▶ **Problem description**: Please copy every line with the string "returning" from the entries below.

━━━━━━━━━━

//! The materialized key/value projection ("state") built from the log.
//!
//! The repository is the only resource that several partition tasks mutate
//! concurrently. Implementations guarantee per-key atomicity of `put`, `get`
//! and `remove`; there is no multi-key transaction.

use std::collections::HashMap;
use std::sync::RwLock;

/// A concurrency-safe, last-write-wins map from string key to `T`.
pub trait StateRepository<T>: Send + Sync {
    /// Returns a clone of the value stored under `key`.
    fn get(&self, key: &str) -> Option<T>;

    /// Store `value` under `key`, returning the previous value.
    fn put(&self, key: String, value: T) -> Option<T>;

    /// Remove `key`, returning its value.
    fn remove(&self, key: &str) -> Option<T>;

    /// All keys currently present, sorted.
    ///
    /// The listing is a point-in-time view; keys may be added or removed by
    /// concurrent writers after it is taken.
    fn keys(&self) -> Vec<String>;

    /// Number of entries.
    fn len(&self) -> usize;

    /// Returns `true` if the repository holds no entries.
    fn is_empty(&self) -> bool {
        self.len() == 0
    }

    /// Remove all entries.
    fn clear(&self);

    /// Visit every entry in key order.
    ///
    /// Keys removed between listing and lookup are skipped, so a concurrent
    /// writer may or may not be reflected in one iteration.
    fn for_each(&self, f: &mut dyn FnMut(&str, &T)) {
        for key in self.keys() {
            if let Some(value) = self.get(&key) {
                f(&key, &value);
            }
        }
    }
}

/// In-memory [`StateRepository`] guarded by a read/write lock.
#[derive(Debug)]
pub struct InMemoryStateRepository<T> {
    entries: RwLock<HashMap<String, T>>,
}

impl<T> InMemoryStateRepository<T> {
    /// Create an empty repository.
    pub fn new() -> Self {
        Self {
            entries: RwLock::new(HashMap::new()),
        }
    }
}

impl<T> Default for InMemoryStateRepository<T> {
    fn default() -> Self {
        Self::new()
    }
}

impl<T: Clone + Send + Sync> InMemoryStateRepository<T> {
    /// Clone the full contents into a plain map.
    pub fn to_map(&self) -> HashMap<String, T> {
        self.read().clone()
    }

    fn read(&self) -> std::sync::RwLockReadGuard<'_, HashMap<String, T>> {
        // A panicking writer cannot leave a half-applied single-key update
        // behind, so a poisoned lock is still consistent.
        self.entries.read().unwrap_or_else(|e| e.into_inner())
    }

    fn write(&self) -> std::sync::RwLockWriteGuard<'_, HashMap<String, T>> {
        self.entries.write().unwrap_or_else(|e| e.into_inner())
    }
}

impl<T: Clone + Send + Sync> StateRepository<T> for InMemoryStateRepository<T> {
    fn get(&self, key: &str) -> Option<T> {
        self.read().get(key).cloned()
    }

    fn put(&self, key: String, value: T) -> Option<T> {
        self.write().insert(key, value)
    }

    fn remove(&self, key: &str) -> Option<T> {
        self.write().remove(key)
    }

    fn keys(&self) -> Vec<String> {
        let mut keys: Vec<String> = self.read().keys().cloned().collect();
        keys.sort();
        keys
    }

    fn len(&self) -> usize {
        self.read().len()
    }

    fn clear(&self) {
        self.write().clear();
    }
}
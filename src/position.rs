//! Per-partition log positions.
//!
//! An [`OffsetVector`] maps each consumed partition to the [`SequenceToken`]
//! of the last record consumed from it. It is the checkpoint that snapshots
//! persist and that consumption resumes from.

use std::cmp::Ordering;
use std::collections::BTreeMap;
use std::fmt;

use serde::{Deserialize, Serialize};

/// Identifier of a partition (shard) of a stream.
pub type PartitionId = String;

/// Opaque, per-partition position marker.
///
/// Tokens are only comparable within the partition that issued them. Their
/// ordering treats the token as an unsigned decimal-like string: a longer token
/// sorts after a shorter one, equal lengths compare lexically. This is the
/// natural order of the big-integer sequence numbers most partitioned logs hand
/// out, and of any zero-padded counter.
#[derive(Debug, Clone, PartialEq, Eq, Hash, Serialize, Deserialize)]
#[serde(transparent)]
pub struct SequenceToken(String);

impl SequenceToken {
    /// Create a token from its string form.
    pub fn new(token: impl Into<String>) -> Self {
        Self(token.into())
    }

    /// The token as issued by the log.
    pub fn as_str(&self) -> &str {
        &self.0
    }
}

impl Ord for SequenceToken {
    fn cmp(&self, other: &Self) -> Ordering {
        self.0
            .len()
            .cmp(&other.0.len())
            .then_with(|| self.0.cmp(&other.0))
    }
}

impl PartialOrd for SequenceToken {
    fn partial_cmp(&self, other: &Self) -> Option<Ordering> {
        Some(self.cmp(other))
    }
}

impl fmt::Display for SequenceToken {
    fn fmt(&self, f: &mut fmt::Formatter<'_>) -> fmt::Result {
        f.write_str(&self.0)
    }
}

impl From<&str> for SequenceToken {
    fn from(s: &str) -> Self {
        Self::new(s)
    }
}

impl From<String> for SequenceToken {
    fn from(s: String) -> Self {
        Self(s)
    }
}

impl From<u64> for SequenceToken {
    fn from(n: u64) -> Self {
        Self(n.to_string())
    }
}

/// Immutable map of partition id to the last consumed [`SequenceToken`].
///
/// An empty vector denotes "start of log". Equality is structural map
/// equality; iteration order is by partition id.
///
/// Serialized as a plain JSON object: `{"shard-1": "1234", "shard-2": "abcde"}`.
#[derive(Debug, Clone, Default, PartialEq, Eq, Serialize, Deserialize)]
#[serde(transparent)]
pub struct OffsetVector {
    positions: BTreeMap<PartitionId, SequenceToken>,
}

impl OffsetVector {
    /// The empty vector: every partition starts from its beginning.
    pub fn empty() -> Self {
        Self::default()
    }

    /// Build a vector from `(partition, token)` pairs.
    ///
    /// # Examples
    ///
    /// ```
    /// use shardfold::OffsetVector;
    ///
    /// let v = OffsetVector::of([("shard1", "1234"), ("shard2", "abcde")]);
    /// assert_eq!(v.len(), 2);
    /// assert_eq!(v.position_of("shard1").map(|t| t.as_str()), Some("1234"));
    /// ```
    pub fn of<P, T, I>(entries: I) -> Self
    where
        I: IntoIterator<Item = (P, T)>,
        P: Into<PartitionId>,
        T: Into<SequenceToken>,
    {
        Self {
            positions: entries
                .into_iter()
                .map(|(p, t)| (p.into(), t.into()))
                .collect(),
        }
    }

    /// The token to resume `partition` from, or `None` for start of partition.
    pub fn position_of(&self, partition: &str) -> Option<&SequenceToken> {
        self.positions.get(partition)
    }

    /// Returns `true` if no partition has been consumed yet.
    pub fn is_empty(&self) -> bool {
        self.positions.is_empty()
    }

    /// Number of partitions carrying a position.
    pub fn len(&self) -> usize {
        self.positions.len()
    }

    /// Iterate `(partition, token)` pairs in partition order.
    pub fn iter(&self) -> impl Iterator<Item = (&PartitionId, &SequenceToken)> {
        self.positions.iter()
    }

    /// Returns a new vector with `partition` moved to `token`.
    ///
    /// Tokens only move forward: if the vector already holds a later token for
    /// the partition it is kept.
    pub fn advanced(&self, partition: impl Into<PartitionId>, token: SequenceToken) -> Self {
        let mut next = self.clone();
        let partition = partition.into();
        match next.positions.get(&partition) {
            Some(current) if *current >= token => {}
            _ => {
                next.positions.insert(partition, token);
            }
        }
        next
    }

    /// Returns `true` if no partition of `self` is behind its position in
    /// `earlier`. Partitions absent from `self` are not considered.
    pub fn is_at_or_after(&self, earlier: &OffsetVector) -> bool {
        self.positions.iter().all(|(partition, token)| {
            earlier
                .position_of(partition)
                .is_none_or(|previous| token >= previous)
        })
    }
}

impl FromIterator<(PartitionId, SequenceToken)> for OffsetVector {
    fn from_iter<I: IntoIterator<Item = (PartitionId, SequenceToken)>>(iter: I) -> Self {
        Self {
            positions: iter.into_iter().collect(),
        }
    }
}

━━━━━━━━━━

▶ **Solution to this problem**:
    /// Store `value` under `key`, returning the previous value.
    /// Remove `key`, returning its value.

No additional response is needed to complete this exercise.